I'd add a few myself:
1) if an new technical theme ("stem cells," "RNAi," "genomics," "gene therapy,") emerges you MUST invest in it now before it is too late.
(reality: despite all of the hype about how such-and-such technology will change the world, there is always another opportunity to invest later. let the early adopter-investors de-risk the technology.)
likewise….
2) do NOT miss any possible inflection points for a stock of interest.
(reality: any new technology (or drug) will always have another news event to serve as an inflection point. FDA approval is one inflection point you might not want to miss, but behind that there's "first sale," "first quarter results," first year results," etc.)

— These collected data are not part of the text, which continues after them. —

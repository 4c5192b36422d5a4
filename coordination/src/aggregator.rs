//! Aggregator: runs every registered reviewer against a prompt and merges
//! their results into a single round.
//!
//! # Round flow
//!
//! ```text
//! prompt ─┬─ reviewer A ─┐
//!         ├─ reviewer B ─┼─ validate ─ rollup ─ composite ─ gate
//!         └─ reviewer C ─┘    │
//!                             └─ failed / rejected → kept, excluded
//! ```

use chrono::{DateTime, Utc};
use futures::future::join_all;
use serde::{Deserialize, Serialize};
use thiserror::Error;
use tracing::{info, warn};

use crate::finding::{
    composite_score, Finding, GateAction, GateThresholds, ReviewerResult, Severity,
};
use crate::reviewer::ReviewerRegistry;

/// Stable digest of prompt text, used for correlation and audit lookups.
pub fn prompt_hash(prompt: &str) -> String {
    let hash = blake3::hash(prompt.as_bytes());
    hash.to_hex()[..32].to_string()
}

/// Errors that prevent a round from producing a gate decision.
#[derive(Debug, Clone, PartialEq, Eq, Error)]
pub enum AggregateError {
    #[error("no reviewers registered")]
    NoReviewers,

    #[error("all {failed} reviewers failed; no verdict available")]
    AllReviewersFailed { failed: usize },
}

/// The aggregated outcome of one review round.
#[derive(Debug, Clone, PartialEq, Serialize, Deserialize)]
pub struct ReviewRound {
    pub prompt_hash: String,
    pub reviewer_results: Vec<ReviewerResult>,
    pub composite_score: f64,
    pub severity_max: Severity,
    pub gate_action: GateAction,
    pub timestamp: DateTime<Utc>,
}

impl ReviewRound {
    /// Results that took part in the rollup.
    pub fn healthy_results(&self) -> impl Iterator<Item = &ReviewerResult> {
        self.reviewer_results.iter().filter(|r| r.is_healthy())
    }

    /// Roles whose results were failed or rejected.
    pub fn degraded_roles(&self) -> Vec<&str> {
        self.reviewer_results
            .iter()
            .filter(|r| !r.is_healthy())
            .map(|r| r.role.as_str())
            .collect()
    }

    pub fn is_degraded(&self) -> bool {
        self.reviewer_results.iter().any(|r| !r.is_healthy())
    }

    pub fn result_for(&self, role: &str) -> Option<&ReviewerResult> {
        self.reviewer_results.iter().find(|r| r.role == role)
    }

    /// Compact status line.
    ///
    /// Example: `[BLOCK] blocker | score 4.00 | 3/3 reviewers | 1a2b3c…`
    pub fn summary_line(&self) -> String {
        let healthy = self.healthy_results().count();
        let mut line = format!(
            "[{}] {} | score {:.2} | {}/{} reviewers",
            self.gate_action.to_string().to_uppercase(),
            self.severity_max,
            self.composite_score,
            healthy,
            self.reviewer_results.len()
        );
        if self.is_degraded() {
            line.push_str(&format!(" | degraded: {}", self.degraded_roles().join(",")));
        }
        line.push_str(&format!(" | {}", self.prompt_hash));
        line
    }
}

/// A round plus the union of its healthy findings.
#[derive(Debug, Clone, PartialEq, Serialize, Deserialize)]
pub struct RoundReport {
    pub round: ReviewRound,
    pub findings: Vec<Finding>,
}

impl RoundReport {
    pub fn findings_for(&self, role: &str) -> Vec<&Finding> {
        self.findings
            .iter()
            .filter(|f| f.reviewer_role == role)
            .collect()
    }
}

/// Why two reviewers are considered in disagreement.
#[derive(Debug, Clone, PartialEq, Eq, Serialize, Deserialize)]
#[serde(tag = "kind", rename_all = "snake_case")]
pub enum DisagreementReason {
    SeverityGap { gap: u8 },
    ConflictingOps { target: String },
}

/// A pair of reviewers that should debate.
#[derive(Debug, Clone, PartialEq, Eq, Serialize, Deserialize)]
pub struct Disagreement {
    pub role_a: String,
    pub role_b: String,
    pub reason: DisagreementReason,
}

/// Decides which reviewers disagree. Must be deterministic for a given round.
pub trait DisagreementPredicate: Send + Sync {
    fn disagreements(&self, report: &RoundReport) -> Vec<Disagreement>;
}

/// Default trigger: a severity gap of `min_gap` levels or more, or a pair of
/// conflicting suggested operations.
#[derive(Debug, Clone, Copy, PartialEq, Eq, Serialize, Deserialize)]
pub struct SeverityGapPredicate {
    pub min_gap: u8,
}

impl Default for SeverityGapPredicate {
    fn default() -> Self {
        Self { min_gap: 2 }
    }
}

impl DisagreementPredicate for SeverityGapPredicate {
    fn disagreements(&self, report: &RoundReport) -> Vec<Disagreement> {
        let mut healthy: Vec<&ReviewerResult> = report.round.healthy_results().collect();
        healthy.sort_by(|a, b| a.role.cmp(&b.role));

        let mut pairs = Vec::new();
        for (i, a) in healthy.iter().enumerate() {
            for b in &healthy[i + 1..] {
                let gap = a.severity_max.gap(b.severity_max);
                if gap >= self.min_gap {
                    pairs.push(Disagreement {
                        role_a: a.role.clone(),
                        role_b: b.role.clone(),
                        reason: DisagreementReason::SeverityGap { gap },
                    });
                } else if let Some(target) = conflicting_target(a, b) {
                    pairs.push(Disagreement {
                        role_a: a.role.clone(),
                        role_b: b.role.clone(),
                        reason: DisagreementReason::ConflictingOps { target },
                    });
                }
            }
        }
        pairs
    }
}

fn conflicting_target(a: &ReviewerResult, b: &ReviewerResult) -> Option<String> {
    let ops_b: Vec<_> = b.findings.iter().flat_map(|f| &f.suggested_ops).collect();
    a.findings
        .iter()
        .flat_map(|f| &f.suggested_ops)
        .find(|op| ops_b.iter().any(|other| op.conflicts_with(other)))
        .map(|op| op.target.trim().to_ascii_lowercase())
}

/// Merges reviewer results into a round.
#[derive(Debug, Clone, Default)]
pub struct Aggregator {
    thresholds: GateThresholds,
}

impl Aggregator {
    pub fn new(thresholds: GateThresholds) -> Self {
        Self { thresholds }
    }

    pub fn thresholds(&self) -> &GateThresholds {
        &self.thresholds
    }

    /// Run every registered reviewer concurrently and aggregate the results.
    pub async fn run_round(
        &self,
        prompt: &str,
        registry: &ReviewerRegistry,
    ) -> Result<RoundReport, AggregateError> {
        if registry.is_empty() && registry.load_failures().is_empty() {
            return Err(AggregateError::NoReviewers);
        }

        let evaluations = registry.iter().map(|(role, reviewer)| async move {
            match reviewer.evaluate(prompt).await {
                Ok(mut result) => {
                    if result.role != role {
                        warn!(
                            role = %role,
                            reported = %result.role,
                            "Reviewer reported a different role; using registered name"
                        );
                        result.role = role.to_string();
                    }
                    result
                }
                Err(e) => {
                    warn!(role = %role, error = %e, "Reviewer failed; recording empty result");
                    ReviewerResult::failed(role, &e.to_string())
                }
            }
        });
        let mut results = join_all(evaluations).await;
        // Roles that never loaded still show up, so the round reads as degraded.
        results.extend(
            registry
                .load_failures()
                .iter()
                .map(|f| ReviewerResult::failed(&f.role, &f.reason)),
        );

        self.aggregate(&prompt_hash(prompt), results)
    }

    /// Aggregate already-collected results. Pure apart from the timestamp.
    pub fn aggregate(
        &self,
        prompt_hash: &str,
        results: Vec<ReviewerResult>,
    ) -> Result<RoundReport, AggregateError> {
        if results.is_empty() {
            return Err(AggregateError::NoReviewers);
        }

        let results: Vec<ReviewerResult> = results
            .into_iter()
            .map(|result| {
                if !result.is_healthy() {
                    return result;
                }
                match result.validate() {
                    Ok(()) => result,
                    Err(violation) => {
                        warn!(
                            role = %result.role,
                            violation = %violation,
                            "Rejecting reviewer result that violates its invariants"
                        );
                        result.rejected(&violation.to_string())
                    }
                }
            })
            .collect();

        let healthy: Vec<&ReviewerResult> = results.iter().filter(|r| r.is_healthy()).collect();
        let scores: Vec<f64> = healthy.iter().map(|r| r.score).collect();
        let composite = match composite_score(&scores) {
            Some(score) => score,
            None => {
                return Err(AggregateError::AllReviewersFailed {
                    failed: results.len(),
                })
            }
        };

        let findings: Vec<Finding> = healthy
            .iter()
            .flat_map(|r| r.findings.iter().cloned())
            .collect();
        let rollup = Severity::rollup(findings.iter().map(|f| f.severity));
        let gate_action = self.thresholds.decide(rollup);

        let round = ReviewRound {
            prompt_hash: prompt_hash.to_string(),
            reviewer_results: results,
            composite_score: composite,
            severity_max: rollup.unwrap_or_default(),
            gate_action,
            timestamp: Utc::now(),
        };

        info!(
            prompt_hash = %round.prompt_hash,
            gate = %round.gate_action,
            severity = %round.severity_max,
            score = round.composite_score,
            degraded = round.is_degraded(),
            "Review round aggregated"
        );

        Ok(RoundReport { round, findings })
    }
}
//! Review configuration, loadable from TOML.
//!
//! ```toml
//! [gate]
//! warn_at = "minor"
//! block_at = "blocker"
//!
//! [disagreement]
//! min_gap = 2
//!
//! [debate]
//! enabled = true
//! call_timeout_secs = 60
//!
//! [insights]
//! window_days = 7
//!
//! [proposal]
//! timeout_secs = 120
//! ```
//!
//! Every section and key is optional.

use std::path::{Path, PathBuf};

use serde::{Deserialize, Serialize};
use thiserror::Error;

use crate::aggregator::SeverityGapPredicate;
use crate::debate::DebateConfig;
use crate::finding::{GateThresholds, Severity};
use crate::proposal::ProposalConfig;

#[derive(Debug, Error)]
pub enum ConfigError {
    #[error("failed to read config {path}: {source}")]
    Io {
        path: PathBuf,
        #[source]
        source: std::io::Error,
    },

    #[error("failed to parse config: {0}")]
    Parse(#[from] toml::de::Error),

    #[error("invalid config: {0}")]
    Invalid(String),
}

/// Insight window settings.
#[derive(Debug, Clone, Serialize, Deserialize)]
#[serde(default)]
pub struct InsightsConfig {
    pub window_days: u32,
}

impl Default for InsightsConfig {
    fn default() -> Self {
        Self { window_days: 7 }
    }
}

/// Disagreement trigger settings.
#[derive(Debug, Clone, Serialize, Deserialize)]
#[serde(default)]
pub struct DisagreementConfig {
    /// Severity levels two reviewers must be apart to debate.
    pub min_gap: u8,
}

impl Default for DisagreementConfig {
    fn default() -> Self {
        Self {
            min_gap: SeverityGapPredicate::default().min_gap,
        }
    }
}

impl DisagreementConfig {
    pub fn predicate(&self) -> SeverityGapPredicate {
        SeverityGapPredicate {
            min_gap: self.min_gap,
        }
    }
}

#[derive(Debug, Clone, Default, Serialize, Deserialize)]
#[serde(default)]
pub struct ReviewConfig {
    pub gate: GateThresholds,
    pub disagreement: DisagreementConfig,
    pub debate: DebateConfig,
    pub insights: InsightsConfig,
    pub proposal: ProposalConfig,
}

impl ReviewConfig {
    pub fn from_toml_str(text: &str) -> Result<Self, ConfigError> {
        let config: ReviewConfig = toml::from_str(text)?;
        config.validate()?;
        Ok(config)
    }

    pub fn load(path: impl AsRef<Path>) -> Result<Self, ConfigError> {
        let path = path.as_ref();
        let text = std::fs::read_to_string(path).map_err(|source| ConfigError::Io {
            path: path.to_path_buf(),
            source,
        })?;
        Self::from_toml_str(&text)
    }

    pub fn validate(&self) -> Result<(), ConfigError> {
        self.gate
            .validate()
            .map_err(|e| ConfigError::Invalid(e.to_string()))?;
        let max_gap = Severity::Nit.gap(Severity::Blocker);
        if self.disagreement.min_gap == 0 || self.disagreement.min_gap > max_gap {
            return Err(ConfigError::Invalid(format!(
                "disagreement.min_gap must be between 1 and {}, got {}",
                max_gap, self.disagreement.min_gap
            )));
        }
        if self.debate.call_timeout_secs == 0 {
            return Err(ConfigError::Invalid(
                "debate.call_timeout_secs must be positive".into(),
            ));
        }
        if self.insights.window_days == 0 {
            return Err(ConfigError::Invalid(
                "insights.window_days must be positive".into(),
            ));
        }
        if self.proposal.timeout_secs == 0 {
            return Err(ConfigError::Invalid(
                "proposal.timeout_secs must be positive".into(),
            ));
        }
        Ok(())
    }
}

3) the market rewards novelty.
(reality: as you can see with the current frenzy of Hep C deals, being 4th or 5th in a de-risked class of drugs is likely more valuable than being first in a novel class of drugs.
4) ignore Carl Icahn. He's just an agitator, not a biotech investor.
(reality: he's exactly what biotech investing needs: someone less enchanted with scientific potential, and more interested in business reality. If you don't believe this, consider his track record over the last 5 years, with big "wins" in Genzyme, MedImmune, ImClone, and Biogen, with profit in excess of $2B.)
5) the dollar amounts in press releases are money in the bank - your valuations should reflect them.
(reality: when big pharma X enters a half-billion dollar partnership with biotech Z, they've really agreed on just two things: funding for the near term of a specific project, and an understanding of what a "best case scenario" for the project might look like. The only way the biotech gets the press release "bio-dollars" is if everything works out as expected, and it NEVER does. That's why it is science, not manufacturing.